Maman sauve ses enfants et retourne seule en Ukraine pour sauver des chiens dans le besoin

Alors que de nombreux Ukrainiens évacuent leur pays en quête de sécurité, une femme courageuse a risqué sa vie pour sauver les chiens sans défense qui ont été laissés pour compte. Alors que les bombes russes pleuvent autour d’elle, Marina Dilly de Shelter Friend Ukraine travaille frénétiquement pour sauver les animaux errant dans les rues à la recherche de nourriture et d’un abri.

Elle a envoyé ses enfants en Pologne pour continuer son travail dans son refuge de Dnipro, qui est situé au centre de toutes les villes attaquées, avec l’aide d’un personnel dévoué. Marina a accueilli des centaines de chiens au cours des 13 derniers jours, mais elle craint de bientôt manquer de fournitures.

Elle a un besoin urgent de nourriture, de litière pour animaux de compagnie et de médicaments afin de continuer son travail, mais elle a peu accès à ces articles. «L’impact est un peu plus facile: nous nous adaptons aux nouvelles circonstances, et maintenant je suis malade à cause de tout le stress épouvantable et du manque de sommeil», a-t-elle expliqué.

«Il n’y a actuellement qu’une seule route menant aux frontières de l’UE depuis Dnipro, et elle est bondée de milliers d’automobiles. Les autres sont au milieu d’un conflit militaire.»

«La distance entre la Pologne, la Slovaquie et la Hongrie est de 1 200 à 1 350 kilomètres. Cela ne me dérange pas de conduire, mais nous ne pouvons pas voyager sur les grands axes ou de nuit, et l’attente à la frontière est maintenant de plus de 48 heures». Marina refuse de refuser un animal dans le besoin en cette période difficile, malgré ses obstacles et son espace limité, et elle a déjà au moins sept pouponnières pleines de chiots.

«Shelter Friend parvient à rester en vie.

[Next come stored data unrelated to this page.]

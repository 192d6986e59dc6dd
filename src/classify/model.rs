//! Model-backed classifier

use anyhow::Result;
use async_trait::async_trait;

use crate::classify::Classifier;
use crate::llm::{build_classification_prompt, LlmProvider};
use crate::report::MeetingCategory;

/// Asks the LLM provider for a single-word category.
pub struct ModelClassifier {
    provider: Box<dyn LlmProvider>,
}

impl ModelClassifier {
    pub fn new(provider: Box<dyn LlmProvider>) -> Self {
        Self { provider }
    }

    /// Map a model answer onto a category. Followup is checked first so a
    /// hedged "intro or followup" answer resolves to followup; anything
    /// unclear means general.
    fn parse_answer(answer: &str) -> MeetingCategory {
        let answer = answer.trim().to_lowercase();

        if answer.contains("follow") {
            MeetingCategory::Followup
        } else if answer.contains("intro") {
            MeetingCategory::Intro
        } else {
            MeetingCategory::General
        }
    }
}

#[async_trait]
impl Classifier for ModelClassifier {
    async fn classify(&self, transcript: &str) -> Result<MeetingCategory> {
        let prompt = build_classification_prompt(transcript);

        match self.provider.complete(&prompt).await {
            Ok(answer) => Ok(Self::parse_answer(&answer)),
            Err(err) => {
                tracing::warn!("Classification failed, defaulting to general: {:#}", err);
                Ok(MeetingCategory::General)
            }
        }
    }
}

#[cfg(test)]
mod tests {
    use super::*;

    struct FixedProvider(&'static str);

    #[async_trait]
    impl LlmProvider for FixedProvider {
        async fn complete(&self, _prompt: &str) -> Result<String> {
            Ok(self.0.to_string())
        }
    }

    struct BrokenProvider;

    #[async_trait]
    impl LlmProvider for BrokenProvider {
        async fn complete(&self, _prompt: &str) -> Result<String> {
            anyhow::bail!("connection refused")
        }
    }

    #[test]
    fn parses_plain_answers() {
        assert_eq!(
            ModelClassifier::parse_answer("intro"),
            MeetingCategory::Intro
        );
        assert_eq!(
            ModelClassifier::parse_answer("  Followup\n"),
            MeetingCategory::Followup
        );
        assert_eq!(
            ModelClassifier::parse_answer("FOLLOW-UP"),
            MeetingCategory::Followup
        );
        assert_eq!(
            ModelClassifier::parse_answer("general"),
            MeetingCategory::General
        );
    }

    #[test]
    fn ambiguous_answer_defaults_to_general() {
        assert_eq!(
            ModelClassifier::parse_answer("board meeting"),
            MeetingCategory::General
        );
        assert_eq!(ModelClassifier::parse_answer(""), MeetingCategory::General);
    }

    #[test]
    fn hedged_answer_resolves_to_followup() {
        assert_eq!(
            ModelClassifier::parse_answer("intro or followup"),
            MeetingCategory::Followup
        );
    }

    #[test]
    fn provider_failure_degrades_to_general() {
        tokio_test::block_on(async {
            let classifier = ModelClassifier::new(Box::new(BrokenProvider));
            let category = classifier
                .classify("Ana: hello")
                .await
                .expect("classification never hard-fails");
            assert_eq!(category, MeetingCategory::General);
        });
    }

    #[test]
    fn same_answer_yields_same_category() {
        tokio_test::block_on(async {
            let classifier = ModelClassifier::new(Box::new(FixedProvider("intro")));
            let first = classifier.classify("Ana: hi").await.unwrap();
            let second = classifier.classify("Ana: hi").await.unwrap();
            assert_eq!(first, second);
            assert_eq!(first, MeetingCategory::Intro);
        });
    }
}
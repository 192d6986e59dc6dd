//! debrief - Meeting transcript classification and structured report generation
//!
//! Takes a raw transcript, decides what kind of meeting it was, and renders
//! the matching markdown report with AI-generated section content.

pub mod classify;
pub mod cli;
pub mod config;
pub mod llm;
pub mod report;
pub mod transcript;

use thiserror::Error;

/// Main error type for debrief
#[derive(Error, Debug)]
pub enum DebriefError {
    #[error("Invalid transcript input: {0}")]
    Input(String),

    #[error("Unknown meeting category: {0} (expected intro, followup, or general)")]
    Category(String),
}

/// Application version
pub const VERSION: &str = env!("CARGO_PKG_VERSION");

/// Application name
pub const APP_NAME: &str = "debrief";
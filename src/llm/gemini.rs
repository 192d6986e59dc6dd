use anyhow::{Context, Result};
use async_trait::async_trait;
use reqwest::Client;
use serde::{Deserialize, Serialize};

use crate::config::Settings;
use crate::llm::client::LlmProvider;

const DEFAULT_GEMINI_ENDPOINT: &str = "https://generativelanguage.googleapis.com/v1beta";
const DEFAULT_GEMINI_MODEL: &str = "gemini-2.5-flash";

// Low temperature keeps classification answers and report sections factual.
const GENERATION_TEMPERATURE: f32 = 0.2;

pub struct GeminiClient {
    http: Client,
    api_key: String,
    model: String,
    endpoint: String,
}

impl GeminiClient {
    pub fn from_settings(settings: &Settings) -> Result<Self> {
        let api_key = settings.llm.api_key.trim().to_string();
        if api_key.is_empty() {
            anyhow::bail!(
                "Gemini API key is missing. Set llm.api_key in config or DEBRIEF_GEMINI_API_KEY."
            );
        }

        let model = if settings.llm.model.trim().is_empty() {
            DEFAULT_GEMINI_MODEL.to_string()
        } else {
            settings.llm.model.trim().to_string()
        };

        let endpoint = if settings.llm.endpoint.trim().is_empty() {
            DEFAULT_GEMINI_ENDPOINT.to_string()
        } else {
            settings
                .llm
                .endpoint
                .trim()
                .trim_end_matches('/')
                .to_string()
        };

        Ok(Self {
            http: Client::builder()
                .timeout(std::time::Duration::from_secs(45))
                .build()
                .context("Failed to build Gemini HTTP client")?,
            api_key,
            model,
            endpoint,
        })
    }

    fn request_url(&self) -> String {
        format!(
            "{}/models/{}:generateContent?key={}",
            self.endpoint, self.model, self.api_key
        )
    }
}

#[async_trait]
impl LlmProvider for GeminiClient {
    async fn complete(&self, prompt: &str) -> Result<String> {
        let body = GeminiGenerateContentRequest {
            contents: vec![GeminiContent {
                parts: vec![GeminiPart {
                    text: prompt.to_string(),
                }],
            }],
            generation_config: GeminiGenerationConfig {
                temperature: GENERATION_TEMPERATURE,
            },
        };

        let response = self
            .http
            .post(self.request_url())
            .json(&body)
            .send()
            .await
            .context("Gemini request failed")?;

        let response = response
            .error_for_status()
            .context("Gemini returned an error status")?;

        let payload: GeminiGenerateContentResponse = response
            .json()
            .await
            .context("Failed to parse Gemini response")?;

        let text = payload
            .candidates
            .iter()
            .flat_map(|c| c.content.parts.iter())
            .filter_map(|p| p.text.as_deref())
            .map(str::trim)
            .find(|t| !t.is_empty())
            .map(str::to_string)
            .context("Gemini response did not contain any text")?;

        Ok(text)
    }
}

#[derive(Debug, Serialize)]
struct GeminiGenerateContentRequest {
    contents: Vec<GeminiContent>,
    #[serde(rename = "generationConfig")]
    generation_config: GeminiGenerationConfig,
}

#[derive(Debug, Serialize)]
struct GeminiGenerationConfig {
    temperature: f32,
}

#[derive(Debug, Serialize, Deserialize)]
struct GeminiContent {
    parts: Vec<GeminiPart>,
}

#[derive(Debug, Serialize, Deserialize)]
struct GeminiPart {
    text: String,
}

#[derive(Debug, Deserialize)]
struct GeminiGenerateContentResponse {
    #[serde(default)]
    candidates: Vec<GeminiCandidate>,
}

#[derive(Debug, Deserialize)]
struct GeminiCandidate {
    content: GeminiContentResponse,
}

#[derive(Debug, Deserialize)]
struct GeminiContentResponse {
    #[serde(default)]
    parts: Vec<GeminiPartResponse>,
}

#[derive(Debug, Deserialize)]
struct GeminiPartResponse {
    text: Option<String>,
}
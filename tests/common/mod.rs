use std::path::PathBuf;
use std::process::{Command, Output};

use tempfile::TempDir;

pub fn run_debrief(args: &[&str]) -> Output {
    TestEnv::new().run(args)
}

pub struct TestEnv {
    home: TempDir,
    config: TempDir,
    data: TempDir,
}

impl TestEnv {
    pub fn new() -> Self {
        Self {
            home: tempfile::tempdir().expect("create temporary HOME dir"),
            config: tempfile::tempdir().expect("create temporary XDG config dir"),
            data: tempfile::tempdir().expect("create temporary XDG data dir"),
        }
    }

    pub fn run(&self, args: &[&str]) -> Output {
        Command::new(env!("CARGO_BIN_EXE_debrief"))
            .args(args)
            .env("HOME", self.home.path())
            .env("XDG_CONFIG_HOME", self.config.path())
            .env("XDG_DATA_HOME", self.data.path())
            .env_remove("DEBRIEF_GEMINI_API_KEY")
            .output()
            .expect("failed to execute debrief binary")
    }

    /// Write an input file into the test data dir and return its path.
    pub fn write_file(&self, name: &str, contents: &str) -> PathBuf {
        let path = self.data.path().join(name);
        std::fs::write(&path, contents).expect("write test input file");
        path
    }

    #[allow(dead_code)]
    pub fn config_path(&self) -> PathBuf {
        let output = self.run(&["config", "path"]);
        assert!(
            output.status.success(),
            "config path should succeed\nstdout:\n{}\nstderr:\n{}",
            String::from_utf8_lossy(&output.stdout),
            String::from_utf8_lossy(&output.stderr),
        );

        let path = String::from_utf8_lossy(&output.stdout);
        PathBuf::from(path.trim())
    }

    #[allow(dead_code)]
    pub fn write_config(&self, contents: &str) {
        let config_path = self.config_path();
        if let Some(parent) = config_path.parent() {
            std::fs::create_dir_all(parent).expect("create config parent directory");
        }
        std::fs::write(&config_path, contents).expect("write config file");
    }
}
//! Report rendering
//!
//! Fans out one generation call per template section and assembles the
//! results in template order.

use futures_util::future::join_all;
use serde::Serialize;

use crate::llm::{build_section_prompt, LlmProvider};
use crate::report::template::{template_for, MeetingCategory, Section};

/// A rendered report section.
#[derive(Debug, Clone, Serialize)]
pub struct RenderedSection {
    pub heading: String,
    pub content: String,
}

/// A fully rendered meeting report.
#[derive(Debug, Clone, Serialize)]
pub struct Report {
    pub title: String,
    pub category: MeetingCategory,
    pub sections: Vec<RenderedSection>,
}

impl Report {
    /// Assemble the report as a markdown document.
    ///
    /// Sections with no content render as `None`, matching the convention
    /// the generation prompt asks the model to use.
    pub fn to_markdown(&self) -> String {
        let mut out = format!("# {}\n", self.title);

        for section in &self.sections {
            out.push_str("\n## ");
            out.push_str(&section.heading);
            out.push_str("\n\n");
            let content = section.content.trim();
            out.push_str(if content.is_empty() { "None" } else { content });
            out.push('\n');
        }

        out
    }

    /// Serialize the report as pretty-printed JSON.
    pub fn to_json(&self) -> anyhow::Result<String> {
        Ok(serde_json::to_string_pretty(self)?)
    }
}

/// Render a report for an already classified transcript.
///
/// Section calls run concurrently; `join_all` keeps template order in the
/// output regardless of completion order. A failed call degrades that single
/// section to empty content instead of aborting the report.
pub async fn render(
    provider: &dyn LlmProvider,
    transcript: &str,
    category: MeetingCategory,
    title: &str,
) -> Report {
    let template = template_for(category);

    let calls = template
        .sections
        .iter()
        .map(|section| generate_section(provider, transcript, section));
    let contents = join_all(calls).await;

    let sections = template
        .sections
        .iter()
        .zip(contents)
        .map(|(section, content)| RenderedSection {
            heading: section.heading.to_string(),
            content,
        })
        .collect();

    Report {
        title: title.to_string(),
        category,
        sections,
    }
}

async fn generate_section(
    provider: &dyn LlmProvider,
    transcript: &str,
    section: &Section,
) -> String {
    let prompt = build_section_prompt(transcript, section.heading, section.instruction);

    match provider.complete(&prompt).await {
        Ok(content) => content,
        Err(err) => {
            tracing::warn!(
                "Section '{}' failed to generate: {:#}",
                section.heading,
                err
            );
            String::new()
        }
    }
}
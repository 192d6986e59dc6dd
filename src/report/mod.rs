//! Report templates and rendering
//!
//! Each meeting category maps to a fixed, ordered list of sections; the
//! renderer fills them in with generated content.

mod render;
mod template;

pub use render::{render, RenderedSection, Report};
pub use template::{template_for, MeetingCategory, ReportTemplate, Section};
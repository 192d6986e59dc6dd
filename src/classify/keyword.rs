//! Rule-based offline classifier

use anyhow::Result;
use async_trait::async_trait;

use crate::classify::Classifier;
use crate::report::MeetingCategory;

/// Keyword heuristic for environments without model access.
///
/// Followup cues are checked before intro cues: a transcript that references
/// an earlier meeting is a followup even when it pitches the idea again.
#[derive(Debug, Default)]
pub struct KeywordClassifier;

/// Phrases that point at an earlier meeting with the same founders.
const FOLLOWUP_CUES: &[&str] = &[
    "last time",
    "last meeting",
    "as discussed",
    "as we discussed",
    "since we last spoke",
    "when we spoke",
    "previous meeting",
    "previously agreed",
];

/// Vocabulary of a first founder meeting. Two hits are required so that a
/// stray "founder" mention in an internal sync does not flip the category.
const INTRO_CUES: &[&str] = &[
    "founder",
    "co-founder",
    "pitch",
    "nice to meet",
    "great to meet",
    "your idea",
    "your background",
    "pre-seed",
    "raised",
];

impl KeywordClassifier {
    /// Synchronous core, usable without an async runtime.
    pub fn classify_text(transcript: &str) -> MeetingCategory {
        let haystack = transcript.to_lowercase();

        if hits(&haystack, FOLLOWUP_CUES) > 0 {
            return MeetingCategory::Followup;
        }
        if hits(&haystack, INTRO_CUES) >= 2 {
            return MeetingCategory::Intro;
        }
        MeetingCategory::General
    }
}

fn hits(haystack: &str, cues: &[&str]) -> usize {
    cues.iter().filter(|cue| haystack.contains(*cue)).count()
}

#[async_trait]
impl Classifier for KeywordClassifier {
    async fn classify(&self, transcript: &str) -> Result<MeetingCategory> {
        Ok(Self::classify_text(transcript))
    }
}
//! Transcript input handling
//!
//! Accepts plain text or the JSON sentence records emitted by upstream
//! transcription services, and normalizes both into dialogue text.

mod input;
mod merge;

pub use input::{load_transcript, parse_sentences, read_input};
pub use merge::{merge_sentences, Sentence};
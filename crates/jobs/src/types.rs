// crates/jobs/src/types.rs
//! Types for the background job system.

use std::fmt;

use serde::Serialize;

/// Unique identifier for one call to `subscribe`.
pub type SubscriptionId = u64;

/// Status of a background job.
///
/// Ordered: a job only ever moves forward through these values.
#[derive(Debug, Clone, Copy, PartialEq, Eq, PartialOrd, Ord, Serialize)]
#[serde(rename_all = "lowercase")]
pub enum JobStatus {
    Initialized = 0,
    Running = 1,
    Complete = 2,
}

impl JobStatus {
    pub fn as_str(self) -> &'static str {
        match self {
            JobStatus::Initialized => "initialized",
            JobStatus::Running => "running",
            JobStatus::Complete => "complete",
        }
    }

    pub fn is_complete(self) -> bool {
        self == JobStatus::Complete
    }
}

impl fmt::Display for JobStatus {
    fn fmt(&self, f: &mut fmt::Formatter<'_>) -> fmt::Result {
        f.write_str(self.as_str())
    }
}

/// Point-in-time view of a job, for status queries.
#[derive(Debug, Clone, Serialize)]
#[serde(rename_all = "camelCase")]
pub struct JobSnapshot {
    pub key: String,
    pub status: JobStatus,
    pub subscribers: usize,
    pub created_at: String,
}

Maintenant, je récupère tous les animaux que les gens laissaman sauve ses enfants et retourne seule en Ukraine pour sauver des chies ent dans les rues. Nous sommes débordés, mais nous continuons à aider».

Marina affirme qu’un nombre alarmant de ses chiens récupérés sur elle ont péri des blessures qu’ils ont acquises dans la rue en raison d’un manque d’accès aux soins vétérinaires. La Roumanie, la Pologne et la Hongrie, toutes voisines, ont assoupli leurs interdictions, et le gouvernement polonais paie même la pension pour animaux de compagnie et les vaccins.